The answer must consist solely of the lines from the one containing "window.dropterm scrollbar slider" to the end of the entries below, repeated exactly.

Saved data entries
════════════════════

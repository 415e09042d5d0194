//! Sectioned key/value store
//!
//! Window, tab and pane layout is kept as named sections of key/value pairs
//! (`[layout-Child-0-1-2]`, ...). The store is serialized as a TOML document
//! with one table per section.

use std::path::Path;

use toml::{Table, Value};

use crate::config::{layout_path, write_private, ConfigError};

/// Ordered collection of sections
#[derive(Debug, Clone, Default, PartialEq)]
pub struct ConfigStore {
    sections: Table,
}

impl ConfigStore {
    pub fn new() -> Self {
        Self::default()
    }

    /// Parse a TOML document. Top-level entries that are not tables are
    /// ignored.
    pub fn from_toml_str(content: &str) -> Result<Self, ConfigError> {
        let document: Table = toml::from_str(content)?;
        let mut sections = Table::new();
        for (name, value) in document {
            match value {
                Value::Table(_) => {
                    sections.insert(name, value);
                }
                _ => log::warn!("Ignoring top-level layout entry '{}'", name),
            }
        }
        Ok(Self { sections })
    }

    pub fn to_toml_string(&self) -> Result<String, ConfigError> {
        Ok(toml::to_string_pretty(&self.sections)?)
    }

    /// Load the store from the default location
    pub fn load() -> Result<Self, ConfigError> {
        let path = layout_path().ok_or(ConfigError::NoConfigDir)?;
        Self::load_from(&path)
    }

    /// Load the store from a file; a missing file is an empty store
    pub fn load_from(path: &Path) -> Result<Self, ConfigError> {
        if !path.exists() {
            return Ok(Self::new());
        }
        let content = std::fs::read_to_string(path)?;
        Self::from_toml_str(&content)
    }

    /// Save the store to the default location
    pub fn save(&self) -> Result<(), ConfigError> {
        let path = layout_path().ok_or(ConfigError::NoConfigDir)?;
        self.save_to(&path)
    }

    pub fn save_to(&self, path: &Path) -> Result<(), ConfigError> {
        write_private(path, &self.to_toml_string()?)
    }

    /// Section names. Returned owned so callers can remove sections while
    /// walking the list.
    pub fn sections(&self) -> Vec<String> {
        self.sections.keys().cloned().collect()
    }

    pub fn has_section(&self, section: &str) -> bool {
        self.sections.contains_key(section)
    }

    pub fn remove_section(&mut self, section: &str) -> bool {
        self.sections.remove(section).is_some()
    }

    pub fn get(&self, section: &str, key: &str) -> Option<&Value> {
        self.sections.get(section)?.as_table()?.get(key)
    }

    pub fn get_str(&self, section: &str, key: &str) -> Option<&str> {
        self.get(section, key)?.as_str()
    }

    /// Integer value; numeric strings are accepted too
    pub fn get_int(&self, section: &str, key: &str) -> Option<i64> {
        match self.get(section, key)? {
            Value::Integer(i) => Some(*i),
            Value::Float(f) => Some(*f as i64),
            Value::String(s) => s.trim().parse().ok(),
            _ => None,
        }
    }

    /// Boolean value; `"true"`/`"false"` strings and integers are accepted
    pub fn get_bool(&self, section: &str, key: &str) -> Option<bool> {
        match self.get(section, key)? {
            Value::Boolean(b) => Some(*b),
            Value::Integer(i) => Some(*i != 0),
            Value::String(s) => match s.trim().to_ascii_lowercase().as_str() {
                "true" | "yes" | "1" => Some(true),
                "false" | "no" | "0" => Some(false),
                _ => None,
            },
            _ => None,
        }
    }

    /// Set a value, creating the section if needed
    pub fn set(&mut self, section: &str, key: &str, value: impl Into<Value>) {
        let entry = self
            .sections
            .entry(section.to_string())
            .or_insert_with(|| Value::Table(Table::new()));
        if !entry.is_table() {
            *entry = Value::Table(Table::new());
        }
        if let Value::Table(table) = entry {
            table.insert(key.to_string(), value.into());
        }
    }

    pub fn set_int(&mut self, section: &str, key: &str, value: i64) {
        self.set(section, key, Value::Integer(value));
    }

    pub fn set_bool(&mut self, section: &str, key: &str, value: bool) {
        self.set(section, key, Value::Boolean(value));
    }

    pub fn set_str(&mut self, section: &str, key: &str, value: &str) {
        self.set(section, key, Value::String(value.to_string()));
    }
}

#[cfg(test)]
mod tests {
    use super::*;

    #[test]
    fn test_set_and_get() {
        let mut store = ConfigStore::new();
        store.set_str("layout-Tabs-0-0", "name", "Logs");
        store.set_int("layout-Child-0-0-1", "pos", 4200);
        store.set_bool("layout-Screen-0", "fullscreen", true);

        assert_eq!(store.get_str("layout-Tabs-0-0", "name"), Some("Logs"));
        assert_eq!(store.get_int("layout-Child-0-0-1", "pos"), Some(4200));
        assert_eq!(store.get_bool("layout-Screen-0", "fullscreen"), Some(true));
        assert_eq!(store.get_str("layout-Tabs-0-0", "missing"), None);
        assert_eq!(store.get_str("no-such-section", "name"), None);
    }

    #[test]
    fn test_lenient_scalars() {
        let store = ConfigStore::from_toml_str(
            r#"
            [s]
            flag = "True"
            off = 0
            num = "12"
            "#,
        )
        .unwrap();
        assert_eq!(store.get_bool("s", "flag"), Some(true));
        assert_eq!(store.get_bool("s", "off"), Some(false));
        assert_eq!(store.get_int("s", "num"), Some(12));
    }

    #[test]
    fn test_remove_section_while_walking() {
        let mut store = ConfigStore::new();
        store.set_str("a", "k", "1");
        store.set_str("b", "k", "2");
        store.set_str("c", "k", "3");
        for section in store.sections() {
            if section != "b" {
                store.remove_section(&section);
            }
        }
        assert_eq!(store.sections(), vec!["b".to_string()]);
    }

    #[test]
    fn test_top_level_scalars_are_ignored() {
        let store = ConfigStore::from_toml_str("stray = 1\n[a]\nk = 2\n").unwrap();
        assert_eq!(store.sections(), vec!["a".to_string()]);
    }

    #[test]
    fn test_file_round_trip() {
        let dir = tempfile::tempdir().unwrap();
        let path = dir.path().join("layout.toml");

        let mut store = ConfigStore::new();
        store.set_str("layout-Child-0-0-0", "pwd", "/home/user");
        store.set_int("layout-Child-0-0-0", "id", 0);
        store.save_to(&path).unwrap();

        let loaded = ConfigStore::load_from(&path).unwrap();
        assert_eq!(loaded, store);
    }

    #[test]
    fn test_missing_file_is_empty() {
        let dir = tempfile::tempdir().unwrap();
        let store = ConfigStore::load_from(&dir.path().join("none.toml")).unwrap();
        assert!(store.sections().is_empty());
    }
}
//! Window CSS
//!
//! Generates the stylesheet the GTK frontend installs for the drop-down
//! window: background colour, pane separators and a slim scrollbar.

use std::fmt;
use std::str::FromStr;

/// An RGB color
#[derive(Debug, Clone, Copy, PartialEq, Eq)]
pub struct Rgb {
    pub r: u8,
    pub g: u8,
    pub b: u8,
}

impl Rgb {
    pub const BLACK: Rgb = Rgb::new(0, 0, 0);

    pub const fn new(r: u8, g: u8, b: u8) -> Self {
        Self { r, g, b }
    }

    /// Parse `#rgb`, `#rrggbb` or a basic color name
    pub fn parse(s: &str) -> Option<Self> {
        let s = s.trim();
        if let Some(hex) = s.strip_prefix('#') {
            return Self::from_hex(hex);
        }
        match s.to_ascii_lowercase().as_str() {
            "black" => Some(Rgb::new(0, 0, 0)),
            "white" => Some(Rgb::new(255, 255, 255)),
            "red" => Some(Rgb::new(255, 0, 0)),
            "green" => Some(Rgb::new(0, 128, 0)),
            "blue" => Some(Rgb::new(0, 0, 255)),
            "gray" | "grey" => Some(Rgb::new(128, 128, 128)),
            _ => None,
        }
    }

    fn from_hex(hex: &str) -> Option<Self> {
        if !hex.chars().all(|c| c.is_ascii_hexdigit()) {
            return None;
        }
        match hex.len() {
            3 => {
                let digit = |i: usize| u8::from_str_radix(&hex[i..i + 1], 16).ok().map(|v| v * 17);
                Some(Rgb::new(digit(0)?, digit(1)?, digit(2)?))
            }
            6 => {
                let pair = |i: usize| u8::from_str_radix(&hex[i..i + 2], 16).ok();
                Some(Rgb::new(pair(0)?, pair(2)?, pair(4)?))
            }
            _ => None,
        }
    }

    /// Lighten or darken toward white/black by `amount` in 0.0..=1.0
    pub fn shade(self, amount: f64, lighten: bool) -> Self {
        let amount = amount.clamp(0.0, 1.0);
        let mix = |c: u8| {
            let c = c as f64;
            let target = if lighten { 255.0 } else { 0.0 };
            (c + (target - c) * amount).round() as u8
        };
        Rgb::new(mix(self.r), mix(self.g), mix(self.b))
    }

    /// Perceived brightness in 0..=255
    pub fn luminance(self) -> u8 {
        ((self.r as u32 * 299 + self.g as u32 * 587 + self.b as u32 * 114) / 1000) as u8
    }
}

impl FromStr for Rgb {
    type Err = ();

    fn from_str(s: &str) -> Result<Self, Self::Err> {
        Rgb::parse(s).ok_or(())
    }
}

impl fmt::Display for Rgb {
    fn fmt(&self, f: &mut fmt::Formatter<'_>) -> fmt::Result {
        write!(f, "#{:02x}{:02x}{:02x}", self.r, self.g, self.b)
    }
}

/// CSS for the drop-down window. An unparseable background falls back to
/// black.
pub fn window_css(background: &str, separator_size: u32) -> String {
    let bg = Rgb::parse(background).unwrap_or_else(|| {
        log::warn!("Invalid background color '{}', using black", background);
        Rgb::BLACK
    });
    let separator = bg.shade(0.25, bg.luminance() < 128);

    format!(
        r#"
        window.dropterm {{
            background-color: {bg};
        }}
        window.dropterm.bordered {{
            border: 1px solid {separator};
        }}
        window.dropterm paned > separator {{
            min-width: {size}px;
            min-height: {size}px;
            background-color: {separator};
            background-image: none;
        }}
        window.dropterm scrollbar slider {{
            min-width: 4px;
            min-height: 4px;
        }}
        .dropterm-tab-bar {{
            padding: 0 2px;
        }}
        .dropterm-tab-bar button {{
            padding: 2px 8px;
            border-radius: 0;
        }}
        .dropterm-tab-bar button.active {{
            font-weight: bold;
        }}
        .dropterm-tab-bar button.new-tab-button {{
            padding: 2px 6px;
        }}
        "#,
        bg = bg,
        separator = separator,
        size = separator_size,
    )
}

════════════════════

Solution to the problem
        window.dropterm scrollbar slider {{
            min-width: 4px;
            min-height: 4px;
        }}
        .dropterm-tab-bar {{
            padding: 0 2px;
        }}
        .dropterm-tab-bar button {{
            padding: 2px 8px;
            border-radius: 0;
        }}
        .dropterm-tab-bar button.active {{
            font-weight: bold;
        }}
        .dropterm-tab-bar button.new-tab-button {{
            padding: 2px 6px;
        }}
        "#,
        bg = bg,
        separator = separator,
        size = separator_size,
    )
}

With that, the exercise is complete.